# Task item
Write only how many lines of the listing below include the string "even".

Data records: Begin

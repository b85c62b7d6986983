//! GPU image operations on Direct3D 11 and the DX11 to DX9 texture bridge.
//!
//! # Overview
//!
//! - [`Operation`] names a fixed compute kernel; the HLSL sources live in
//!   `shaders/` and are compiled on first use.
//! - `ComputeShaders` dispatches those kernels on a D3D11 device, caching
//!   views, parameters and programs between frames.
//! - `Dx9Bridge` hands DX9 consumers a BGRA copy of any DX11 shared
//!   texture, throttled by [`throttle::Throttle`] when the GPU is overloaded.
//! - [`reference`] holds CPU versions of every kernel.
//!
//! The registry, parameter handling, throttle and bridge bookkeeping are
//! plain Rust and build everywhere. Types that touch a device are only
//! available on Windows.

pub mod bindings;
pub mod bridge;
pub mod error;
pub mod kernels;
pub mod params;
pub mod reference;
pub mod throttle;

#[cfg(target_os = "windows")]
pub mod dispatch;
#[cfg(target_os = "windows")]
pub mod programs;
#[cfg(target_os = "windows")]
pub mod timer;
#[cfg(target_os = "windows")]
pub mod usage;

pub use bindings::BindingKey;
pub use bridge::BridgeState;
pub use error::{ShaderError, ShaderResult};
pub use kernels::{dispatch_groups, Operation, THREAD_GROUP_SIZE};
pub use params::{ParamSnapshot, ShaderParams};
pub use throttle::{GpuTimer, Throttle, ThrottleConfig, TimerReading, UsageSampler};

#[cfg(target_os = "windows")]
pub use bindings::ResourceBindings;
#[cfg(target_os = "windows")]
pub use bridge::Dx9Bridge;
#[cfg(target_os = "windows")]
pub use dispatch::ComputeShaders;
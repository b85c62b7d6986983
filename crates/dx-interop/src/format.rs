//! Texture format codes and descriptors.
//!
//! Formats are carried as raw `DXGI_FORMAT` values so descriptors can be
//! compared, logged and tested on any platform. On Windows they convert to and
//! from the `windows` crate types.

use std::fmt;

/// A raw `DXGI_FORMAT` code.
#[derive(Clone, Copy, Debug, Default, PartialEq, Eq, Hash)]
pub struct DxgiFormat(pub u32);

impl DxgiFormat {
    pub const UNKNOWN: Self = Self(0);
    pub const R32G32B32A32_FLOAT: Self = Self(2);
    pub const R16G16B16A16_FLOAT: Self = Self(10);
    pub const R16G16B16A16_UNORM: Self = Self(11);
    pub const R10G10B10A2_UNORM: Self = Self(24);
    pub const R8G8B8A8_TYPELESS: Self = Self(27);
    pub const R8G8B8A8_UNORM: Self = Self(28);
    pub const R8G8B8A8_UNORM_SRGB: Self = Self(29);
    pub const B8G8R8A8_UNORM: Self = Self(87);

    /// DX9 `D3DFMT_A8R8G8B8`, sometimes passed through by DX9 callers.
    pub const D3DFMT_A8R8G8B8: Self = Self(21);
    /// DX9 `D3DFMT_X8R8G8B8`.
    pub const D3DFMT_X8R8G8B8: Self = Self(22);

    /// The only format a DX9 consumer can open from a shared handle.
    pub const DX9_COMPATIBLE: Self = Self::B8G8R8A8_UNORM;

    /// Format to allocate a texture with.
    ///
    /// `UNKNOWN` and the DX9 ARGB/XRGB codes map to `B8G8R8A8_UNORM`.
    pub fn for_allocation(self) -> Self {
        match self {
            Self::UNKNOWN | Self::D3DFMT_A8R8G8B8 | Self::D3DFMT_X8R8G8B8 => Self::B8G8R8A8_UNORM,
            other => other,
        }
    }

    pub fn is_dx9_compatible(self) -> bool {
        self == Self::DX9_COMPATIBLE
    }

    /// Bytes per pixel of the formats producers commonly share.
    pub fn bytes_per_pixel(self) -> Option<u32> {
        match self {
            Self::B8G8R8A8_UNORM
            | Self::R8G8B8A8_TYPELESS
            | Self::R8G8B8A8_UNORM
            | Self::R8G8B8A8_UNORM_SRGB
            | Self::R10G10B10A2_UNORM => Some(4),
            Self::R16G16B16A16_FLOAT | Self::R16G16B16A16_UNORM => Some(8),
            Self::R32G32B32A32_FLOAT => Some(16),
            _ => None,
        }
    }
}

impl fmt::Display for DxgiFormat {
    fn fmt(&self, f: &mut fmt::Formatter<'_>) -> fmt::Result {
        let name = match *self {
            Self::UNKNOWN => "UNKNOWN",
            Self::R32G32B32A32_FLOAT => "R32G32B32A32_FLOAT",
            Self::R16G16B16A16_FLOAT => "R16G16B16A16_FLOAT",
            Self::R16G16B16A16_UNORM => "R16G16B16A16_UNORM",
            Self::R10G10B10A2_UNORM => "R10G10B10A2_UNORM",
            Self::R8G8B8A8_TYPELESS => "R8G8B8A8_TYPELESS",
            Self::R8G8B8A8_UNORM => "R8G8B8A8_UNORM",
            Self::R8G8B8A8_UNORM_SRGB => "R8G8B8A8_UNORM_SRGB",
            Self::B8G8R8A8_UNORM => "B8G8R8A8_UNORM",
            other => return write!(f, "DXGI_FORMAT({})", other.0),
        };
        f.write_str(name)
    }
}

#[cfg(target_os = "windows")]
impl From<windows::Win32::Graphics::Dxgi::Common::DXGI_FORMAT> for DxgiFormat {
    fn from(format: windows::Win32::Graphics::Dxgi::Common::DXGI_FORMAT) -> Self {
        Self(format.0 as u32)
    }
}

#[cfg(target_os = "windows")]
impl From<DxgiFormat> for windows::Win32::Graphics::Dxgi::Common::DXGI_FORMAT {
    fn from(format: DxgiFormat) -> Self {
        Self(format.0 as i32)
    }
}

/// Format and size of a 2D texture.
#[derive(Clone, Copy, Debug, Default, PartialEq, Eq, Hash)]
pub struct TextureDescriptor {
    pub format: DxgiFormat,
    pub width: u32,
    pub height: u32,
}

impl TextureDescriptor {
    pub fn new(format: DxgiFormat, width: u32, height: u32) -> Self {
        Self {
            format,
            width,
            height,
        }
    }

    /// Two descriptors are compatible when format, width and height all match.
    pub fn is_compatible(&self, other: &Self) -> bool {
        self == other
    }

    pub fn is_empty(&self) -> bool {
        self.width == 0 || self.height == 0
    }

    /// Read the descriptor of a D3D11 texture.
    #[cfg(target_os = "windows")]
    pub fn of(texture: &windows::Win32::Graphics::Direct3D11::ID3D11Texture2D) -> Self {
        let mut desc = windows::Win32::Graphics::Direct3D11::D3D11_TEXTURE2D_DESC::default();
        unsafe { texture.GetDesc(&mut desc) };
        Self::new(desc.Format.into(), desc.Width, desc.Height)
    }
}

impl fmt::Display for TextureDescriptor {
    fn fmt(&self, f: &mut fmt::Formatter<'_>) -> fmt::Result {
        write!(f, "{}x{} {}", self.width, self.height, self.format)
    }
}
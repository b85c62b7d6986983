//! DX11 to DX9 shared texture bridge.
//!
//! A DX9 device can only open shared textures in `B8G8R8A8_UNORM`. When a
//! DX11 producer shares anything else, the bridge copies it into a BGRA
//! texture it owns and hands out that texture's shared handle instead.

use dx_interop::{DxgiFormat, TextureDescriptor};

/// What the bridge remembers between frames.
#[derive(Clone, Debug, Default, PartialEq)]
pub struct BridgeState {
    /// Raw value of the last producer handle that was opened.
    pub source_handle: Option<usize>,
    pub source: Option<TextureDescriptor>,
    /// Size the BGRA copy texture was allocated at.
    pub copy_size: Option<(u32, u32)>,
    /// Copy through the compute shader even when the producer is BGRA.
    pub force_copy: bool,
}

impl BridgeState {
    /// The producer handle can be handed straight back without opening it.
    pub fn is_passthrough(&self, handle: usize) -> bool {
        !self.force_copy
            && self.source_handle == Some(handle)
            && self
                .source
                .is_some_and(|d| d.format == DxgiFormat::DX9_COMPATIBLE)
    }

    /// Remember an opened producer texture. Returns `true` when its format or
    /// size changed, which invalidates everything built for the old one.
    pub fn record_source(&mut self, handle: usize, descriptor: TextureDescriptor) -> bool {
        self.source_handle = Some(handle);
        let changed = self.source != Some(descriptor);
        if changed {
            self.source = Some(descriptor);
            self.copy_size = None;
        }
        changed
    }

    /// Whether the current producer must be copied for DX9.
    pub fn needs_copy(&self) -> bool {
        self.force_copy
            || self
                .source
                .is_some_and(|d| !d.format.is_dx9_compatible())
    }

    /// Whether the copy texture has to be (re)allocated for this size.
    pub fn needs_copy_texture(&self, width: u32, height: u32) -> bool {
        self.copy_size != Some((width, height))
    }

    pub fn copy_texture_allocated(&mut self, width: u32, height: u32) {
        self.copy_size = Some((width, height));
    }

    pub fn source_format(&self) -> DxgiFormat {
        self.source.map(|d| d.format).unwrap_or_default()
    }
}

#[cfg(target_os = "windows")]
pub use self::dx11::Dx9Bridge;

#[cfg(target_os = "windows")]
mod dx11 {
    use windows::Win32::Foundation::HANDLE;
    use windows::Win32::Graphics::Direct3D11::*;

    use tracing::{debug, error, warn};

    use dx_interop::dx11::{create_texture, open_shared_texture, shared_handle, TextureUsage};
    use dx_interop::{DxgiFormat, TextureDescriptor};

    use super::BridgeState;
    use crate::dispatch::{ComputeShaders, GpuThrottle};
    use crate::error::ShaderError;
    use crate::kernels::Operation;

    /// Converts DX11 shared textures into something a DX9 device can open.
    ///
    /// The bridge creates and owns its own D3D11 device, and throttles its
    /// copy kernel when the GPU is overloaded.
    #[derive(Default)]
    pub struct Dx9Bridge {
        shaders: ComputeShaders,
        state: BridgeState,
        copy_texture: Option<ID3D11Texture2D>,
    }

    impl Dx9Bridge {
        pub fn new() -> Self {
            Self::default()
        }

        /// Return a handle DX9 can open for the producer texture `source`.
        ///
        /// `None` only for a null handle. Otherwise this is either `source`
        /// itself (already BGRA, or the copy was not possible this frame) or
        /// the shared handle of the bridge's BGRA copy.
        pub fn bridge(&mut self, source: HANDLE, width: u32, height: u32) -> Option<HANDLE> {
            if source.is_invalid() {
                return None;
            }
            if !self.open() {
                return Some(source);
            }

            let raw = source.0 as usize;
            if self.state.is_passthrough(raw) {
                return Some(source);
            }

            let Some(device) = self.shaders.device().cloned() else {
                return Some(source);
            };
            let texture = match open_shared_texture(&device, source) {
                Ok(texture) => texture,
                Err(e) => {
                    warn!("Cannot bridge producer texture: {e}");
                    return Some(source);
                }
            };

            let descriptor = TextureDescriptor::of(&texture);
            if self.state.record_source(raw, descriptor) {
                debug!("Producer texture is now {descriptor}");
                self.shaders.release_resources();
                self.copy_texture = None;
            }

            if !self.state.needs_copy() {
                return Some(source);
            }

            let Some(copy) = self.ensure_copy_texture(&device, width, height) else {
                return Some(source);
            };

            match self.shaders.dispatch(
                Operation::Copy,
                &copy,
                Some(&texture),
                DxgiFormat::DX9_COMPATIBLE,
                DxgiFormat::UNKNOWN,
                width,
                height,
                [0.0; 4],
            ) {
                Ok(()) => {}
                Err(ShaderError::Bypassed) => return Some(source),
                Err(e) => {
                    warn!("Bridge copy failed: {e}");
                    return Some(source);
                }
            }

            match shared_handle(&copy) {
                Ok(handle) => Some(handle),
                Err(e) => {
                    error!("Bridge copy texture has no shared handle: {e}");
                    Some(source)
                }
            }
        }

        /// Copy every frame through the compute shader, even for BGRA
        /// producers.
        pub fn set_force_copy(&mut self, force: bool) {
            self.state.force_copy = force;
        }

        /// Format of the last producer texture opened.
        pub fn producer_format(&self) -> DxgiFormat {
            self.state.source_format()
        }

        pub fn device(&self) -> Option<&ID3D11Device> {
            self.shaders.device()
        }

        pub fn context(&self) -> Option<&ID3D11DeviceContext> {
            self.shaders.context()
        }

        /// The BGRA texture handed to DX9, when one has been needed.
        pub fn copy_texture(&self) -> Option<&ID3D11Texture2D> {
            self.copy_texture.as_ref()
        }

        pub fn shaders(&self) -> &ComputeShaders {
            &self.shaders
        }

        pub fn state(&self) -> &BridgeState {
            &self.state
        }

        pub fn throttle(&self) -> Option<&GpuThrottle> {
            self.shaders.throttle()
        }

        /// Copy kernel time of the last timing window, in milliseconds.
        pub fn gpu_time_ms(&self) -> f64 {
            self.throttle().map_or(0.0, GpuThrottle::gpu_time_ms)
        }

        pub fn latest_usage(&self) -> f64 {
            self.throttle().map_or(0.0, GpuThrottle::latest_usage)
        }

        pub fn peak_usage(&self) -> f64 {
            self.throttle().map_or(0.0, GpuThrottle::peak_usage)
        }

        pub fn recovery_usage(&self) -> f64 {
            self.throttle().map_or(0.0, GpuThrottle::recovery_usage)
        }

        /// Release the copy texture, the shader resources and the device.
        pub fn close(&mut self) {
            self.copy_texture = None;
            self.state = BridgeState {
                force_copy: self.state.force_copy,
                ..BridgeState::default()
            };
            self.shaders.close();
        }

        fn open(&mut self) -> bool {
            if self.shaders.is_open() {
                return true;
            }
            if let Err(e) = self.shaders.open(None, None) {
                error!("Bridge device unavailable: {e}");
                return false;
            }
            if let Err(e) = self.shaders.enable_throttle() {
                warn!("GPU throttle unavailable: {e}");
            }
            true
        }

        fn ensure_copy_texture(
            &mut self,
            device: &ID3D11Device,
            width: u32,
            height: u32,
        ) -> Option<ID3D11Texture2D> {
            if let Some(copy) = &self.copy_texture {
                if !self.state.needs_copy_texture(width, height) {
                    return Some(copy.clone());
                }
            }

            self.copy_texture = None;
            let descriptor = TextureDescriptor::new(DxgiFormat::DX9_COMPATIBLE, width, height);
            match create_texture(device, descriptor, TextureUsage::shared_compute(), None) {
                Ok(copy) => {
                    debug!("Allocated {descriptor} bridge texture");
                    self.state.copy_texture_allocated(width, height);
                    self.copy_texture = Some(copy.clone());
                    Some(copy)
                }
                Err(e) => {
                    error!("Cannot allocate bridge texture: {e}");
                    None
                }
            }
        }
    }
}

Data records: End

# Problem solution
2